"Break, my hat!" the English youth growled, and slowly got up onto his feet. "You call having my head practically bushed in, a break? The beggar probably thought he'd killed me, and didn't bother to make sure. Just dragged me over here and left me to be found a corpse."

"And what a lucky corpse you turned out to be!" Dave said with a tight chuckle. "Hold everything, pal. Don't take things too fast. You got a nasty crack. A clean one, though. The ship's surgeon will fix you up in no time. Here, hang on me, and we'll go hunt him up."

"I'm all right!" Freddy protested, and hung back. "Stick to the subject. How do you figure my coming a cropper was a break? I certainly don't follow you there!"

"Sure it's a break," Dave said excitedly. "The luckiest break you and I ever bumped into. And it was certainly luck, all of it. Don't you see, Freddy? Our little rat friend is worried.

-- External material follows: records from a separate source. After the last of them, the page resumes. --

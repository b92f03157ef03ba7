//! Messages carried on the council topics.
//!
//! Wire names are camelCase for compatibility with the existing consumers
//! of these topics; see [`crate::council::prompt::PromptStatus`] for the
//! status wire values.

use crate::core::error::DomainError;
use crate::council::prompt::{PromptRecord, PromptStatus};
use chrono::{DateTime, Utc};
use serde::{Deserialize, Serialize};

/// Inbound submission on the queue topic.
#[derive(Debug, Clone, PartialEq, Eq, Serialize, Deserialize)]
#[serde(rename_all = "camelCase")]
pub struct PromptSubmission {
    pub prompt: String,
    /// Per-submission discussion budget override, in milliseconds
    #[serde(default, skip_serializing_if = "Option::is_none")]
    pub discussion_time_ms: Option<u64>,
}

impl PromptSubmission {
    pub fn new(prompt: impl Into<String>) -> Self {
        Self {
            prompt: prompt.into(),
            discussion_time_ms: None,
        }
    }

    pub fn with_discussion_time_ms(mut self, ms: u64) -> Self {
        self.discussion_time_ms = Some(ms);
        self
    }

    /// Boundary validation: a submission without prompt text is rejected,
    /// never queued.
    pub fn validate(&self) -> Result<(), DomainError> {
        if self.prompt.trim().is_empty() {
            return Err(DomainError::EmptyPrompt);
        }
        Ok(())
    }
}

/// Published on the status-changed topic at every phase transition.
#[derive(Debug, Clone, Serialize, Deserialize)]
#[serde(rename_all = "camelCase")]
pub struct PromptStatusEvent {
    pub id: String,
    pub prompt: String,
    pub status: PromptStatus,
    #[serde(default, skip_serializing_if = "Option::is_none")]
    pub answer: Option<String>,
    #[serde(default, skip_serializing_if = "Option::is_none")]
    pub processing_time_ms: Option<u64>,
    pub created_at: DateTime<Utc>,
    pub updated_at: DateTime<Utc>,
}

impl PromptStatusEvent {
    /// Snapshot the record as it stands right now.
    pub fn from_record(record: &PromptRecord) -> Self {
        Self {
            id: record.id.clone(),
            prompt: record.prompt.clone(),
            status: record.status,
            answer: record.answer.clone(),
            processing_time_ms: record.processing_time_ms,
            created_at: record.created_at,
            updated_at: record.updated_at,
        }
    }
}

/// Published on the saved topic once per terminal prompt.
///
/// Kept for consumers that only care that an answer exists, independent of
/// status granularity.
#[derive(Debug, Clone, Serialize, Deserialize)]
#[serde(rename_all = "camelCase")]
pub struct ResponseSavedEvent {
    pub id: String,
    pub prompt: String,
    pub answer: String,
    pub created_at: DateTime<Utc>,
}

impl ResponseSavedEvent {
    pub fn from_record(record: &PromptRecord) -> Self {
        Self {
            id: record.id.clone(),
            prompt: record.prompt.clone(),
            answer: record.answer.clone().unwrap_or_default(),
            created_at: record.created_at,
        }
    }
}
//! In-memory prompt store
//!
//! [`InMemoryPromptStore`] keeps records in a `Vec` behind a
//! `tokio::sync::RwLock`. Insertion order doubles as creation order, so
//! the newest-first listings just iterate in reverse. Suitable for a
//! single-process deployment; a document store can replace it behind
//! the same port.

use std::sync::atomic::{AtomicU64, Ordering};

use async_trait::async_trait;
use chrono::Utc;
use tokio::sync::RwLock;

use council_application::ports::prompt_store::{PromptStore, StoreError};
use council_domain::{PromptRecord, PromptStatus, PromptUpdate};

/// Prompt store backed by process memory.
pub struct InMemoryPromptStore {
    records: RwLock<Vec<PromptRecord>>,
    seq: AtomicU64,
}

impl InMemoryPromptStore {
    pub fn new() -> Self {
        Self {
            records: RwLock::new(Vec::new()),
            seq: AtomicU64::new(0),
        }
    }

    /// Millis timestamp plus a process-local counter, hex-encoded.
    /// Unique within the process and roughly sortable by creation time.
    fn next_id(&self) -> String {
        let seq = self.seq.fetch_add(1, Ordering::Relaxed);
        let millis = Utc::now().timestamp_millis().max(0) as u64;
        format!("{:x}{:04x}", millis, seq)
    }
}

impl Default for InMemoryPromptStore {
    fn default() -> Self {
        Self::new()
    }
}

#[async_trait]
impl PromptStore for InMemoryPromptStore {
    async fn insert(
        &self,
        prompt: &str,
        discussion_time_ms: Option<u64>,
    ) -> Result<PromptRecord, StoreError> {
        let record =
            PromptRecord::new_pending(self.next_id(), prompt, discussion_time_ms, Utc::now());
        let mut records = self.records.write().await;
        records.push(record.clone());
        Ok(record)
    }

    async fn find_by_id(&self, id: &str) -> Result<Option<PromptRecord>, StoreError> {
        let records = self.records.read().await;
        Ok(records.iter().find(|r| r.id == id).cloned())
    }

    async fn find_completed_by_prompt(
        &self,
        prompt: &str,
    ) -> Result<Option<PromptRecord>, StoreError> {
        let records = self.records.read().await;
        Ok(records
            .iter()
            .find(|r| r.status == PromptStatus::Completed && r.prompt == prompt)
            .cloned())
    }

    async fn find_by_status(
        &self,
        status: PromptStatus,
        limit: usize,
    ) -> Result<Vec<PromptRecord>, StoreError> {
        let records = self.records.read().await;
        Ok(records
            .iter()
            .rev()
            .filter(|r| r.status == status)
            .take(limit)
            .cloned()
            .collect())
    }

    async fn list_page(
        &self,
        offset: usize,
        limit: usize,
    ) -> Result<Vec<PromptRecord>, StoreError> {
        let records = self.records.read().await;
        Ok(records
            .iter()
            .rev()
            .skip(offset)
            .take(limit)
            .cloned()
            .collect())
    }

    async fn update(&self, id: &str, update: PromptUpdate) -> Result<PromptRecord, StoreError> {
        let mut records = self.records.write().await;
        let record = records
            .iter_mut()
            .find(|r| r.id == id)
            .ok_or_else(|| StoreError::NotFound(id.to_string()))?;

        if let Some(status) = update.status {
            record.status = status;
        }
        if let Some(answer) = update.answer {
            record.answer = Some(answer);
        }
        if let Some(votes) = update.votes {
            record.votes = Some(votes);
        }
        if let Some(ms) = update.processing_time_ms {
            record.processing_time_ms = Some(ms);
        }
        record.updated_at = Utc::now();

        Ok(record.clone())
    }
}

#[cfg(test)]
mod tests {
    use super::*;

    #[tokio::test]
    async fn test_insert_creates_pending_records_with_unique_ids() {
        let store = InMemoryPromptStore::new();
        let first = store.insert("what is rust?", None).await.unwrap();
        let second = store.insert("what is rust?", Some(1000)).await.unwrap();

        assert_ne!(first.id, second.id);
        assert_eq!(first.status, PromptStatus::Pending);
        assert_eq!(first.discussion_time_ms, None);
        assert_eq!(second.discussion_time_ms, Some(1000));
        assert_eq!(first.created_at, first.updated_at);
    }

    #[tokio::test]
    async fn test_find_by_id() {
        let store = InMemoryPromptStore::new();
        let inserted = store.insert("hello", None).await.unwrap();

        let found = store.find_by_id(&inserted.id).await.unwrap();
        assert_eq!(found.map(|r| r.prompt), Some("hello".to_string()));

        let missing = store.find_by_id("nope").await.unwrap();
        assert!(missing.is_none());
    }

    #[tokio::test]
    async fn test_dedup_matches_exact_completed_prompt_only() {
        let store = InMemoryPromptStore::new();
        let pending = store.insert("what is rust?", None).await.unwrap();

        // Still PENDING: no dedup hit yet.
        assert!(
            store
                .find_completed_by_prompt("what is rust?")
                .await
                .unwrap()
                .is_none()
        );

        store
            .update(
                &pending.id,
                PromptUpdate::status(PromptStatus::Processing),
            )
            .await
            .unwrap();
        store
            .update(
                &pending.id,
                PromptUpdate::status(PromptStatus::Completed).with_answer("a language"),
            )
            .await
            .unwrap();

        let hit = store
            .find_completed_by_prompt("what is rust?")
            .await
            .unwrap()
            .unwrap();
        assert_eq!(hit.id, pending.id);
        assert_eq!(hit.answer.as_deref(), Some("a language"));

        // Exact match only.
        assert!(
            store
                .find_completed_by_prompt("What is Rust?")
                .await
                .unwrap()
                .is_none()
        );
    }

    #[tokio::test]
    async fn test_dedup_returns_oldest_completed_match() {
        let store = InMemoryPromptStore::new();
        let first = store.insert("same", None).await.unwrap();
        let second = store.insert("same", None).await.unwrap();
        for record in [&first, &second] {
            store
                .update(
                    &record.id,
                    PromptUpdate::status(PromptStatus::Completed).with_answer("x"),
                )
                .await
                .unwrap();
        }

        let hit = store.find_completed_by_prompt("same").await.unwrap().unwrap();
        assert_eq!(hit.id, first.id);
    }

    #[tokio::test]
    async fn test_find_by_status_newest_first_with_limit() {
        let store = InMemoryPromptStore::new();
        for i in 0..4 {
            store.insert(&format!("p{}", i), None).await.unwrap();
        }

        let pending = store
            .find_by_status(PromptStatus::Pending, 3)
            .await
            .unwrap();
        let prompts: Vec<_> = pending.iter().map(|r| r.prompt.as_str()).collect();
        assert_eq!(prompts, vec!["p3", "p2", "p1"]);

        let completed = store
            .find_by_status(PromptStatus::Completed, 10)
            .await
            .unwrap();
        assert!(completed.is_empty());
    }

    #[tokio::test]
    async fn test_list_page_skips_and_limits_newest_first() {
        let store = InMemoryPromptStore::new();
        for i in 0..5 {
            store.insert(&format!("p{}", i), None).await.unwrap();
        }

        let page = store.list_page(1, 2).await.unwrap();
        let prompts: Vec<_> = page.iter().map(|r| r.prompt.as_str()).collect();
        assert_eq!(prompts, vec!["p3", "p2"]);

        let past_end = store.list_page(10, 5).await.unwrap();
        assert!(past_end.is_empty());
    }

    #[tokio::test]
    async fn test_update_applies_fields_and_bumps_updated_at() {
        let store = InMemoryPromptStore::new();
        let record = store.insert("q", None).await.unwrap();
        tokio::time::sleep(std::time::Duration::from_millis(5)).await;

        let updated = store
            .update(
                &record.id,
                PromptUpdate::status(PromptStatus::Completed)
                    .with_answer("a")
                    .with_votes(2)
                    .with_processing_time_ms(1234),
            )
            .await
            .unwrap();

        assert_eq!(updated.status, PromptStatus::Completed);
        assert_eq!(updated.answer.as_deref(), Some("a"));
        assert_eq!(updated.votes, Some(2));
        assert_eq!(updated.processing_time_ms, Some(1234));
        assert!(updated.updated_at > updated.created_at);
        // Untouched fields survive.
        assert_eq!(updated.prompt, "q");
        assert_eq!(updated.created_at, record.created_at);
    }

    #[tokio::test]
    async fn test_update_unknown_id_is_not_found() {
        let store = InMemoryPromptStore::new();
        let err = store
            .update("missing", PromptUpdate::status(PromptStatus::Processing))
            .await
            .unwrap_err();
        assert!(matches!(err, StoreError::NotFound(_)));
    }
}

He's not sure whether we've got him spotted or not. He's got a job to do, see? He wants to be sure he'll be able to do the job, so he tries to remove us from the picture by crowning you. Get it?"

"Of course I don't get it!" Freddy Farmer snapped. "You're talking in blasted riddles, Dave. Make sense!"

"Look, pal!" Dave said slowly. "We know darn well now that he's a pilot, don't we?"

"Well, the lad who bashed me was, and is, a pilot," the English youth admitted with a nod that made him wince.

"Okay, he's a pilot," Dave continued. "That means he plans to make contact with the Japs by air, when out on patrol. He doesn't know if we are keeping an eye on him, so he slugs you so that we won't go on patrol this trick. See?"

"But what if we don't make the patrol?" Freddy cried. "What's that—?"

"For cat's sake, get it, Freddy!" Dave almost shouted. "It means that he is in our section! It means that he is in our section and tried to make sure that we wouldn't be aloft to keep our eye on what he did. Don't you see? It has to be that. If he were flying with some other section, it wouldn't matter to him whether we flew our patrol trick or not. But we're in the same section. So he lays you out just before take-off time, figuring that before I can be assigned somebody else to fly with me our section will be off and on its way. And I'll have to wait over, or go off with the next section."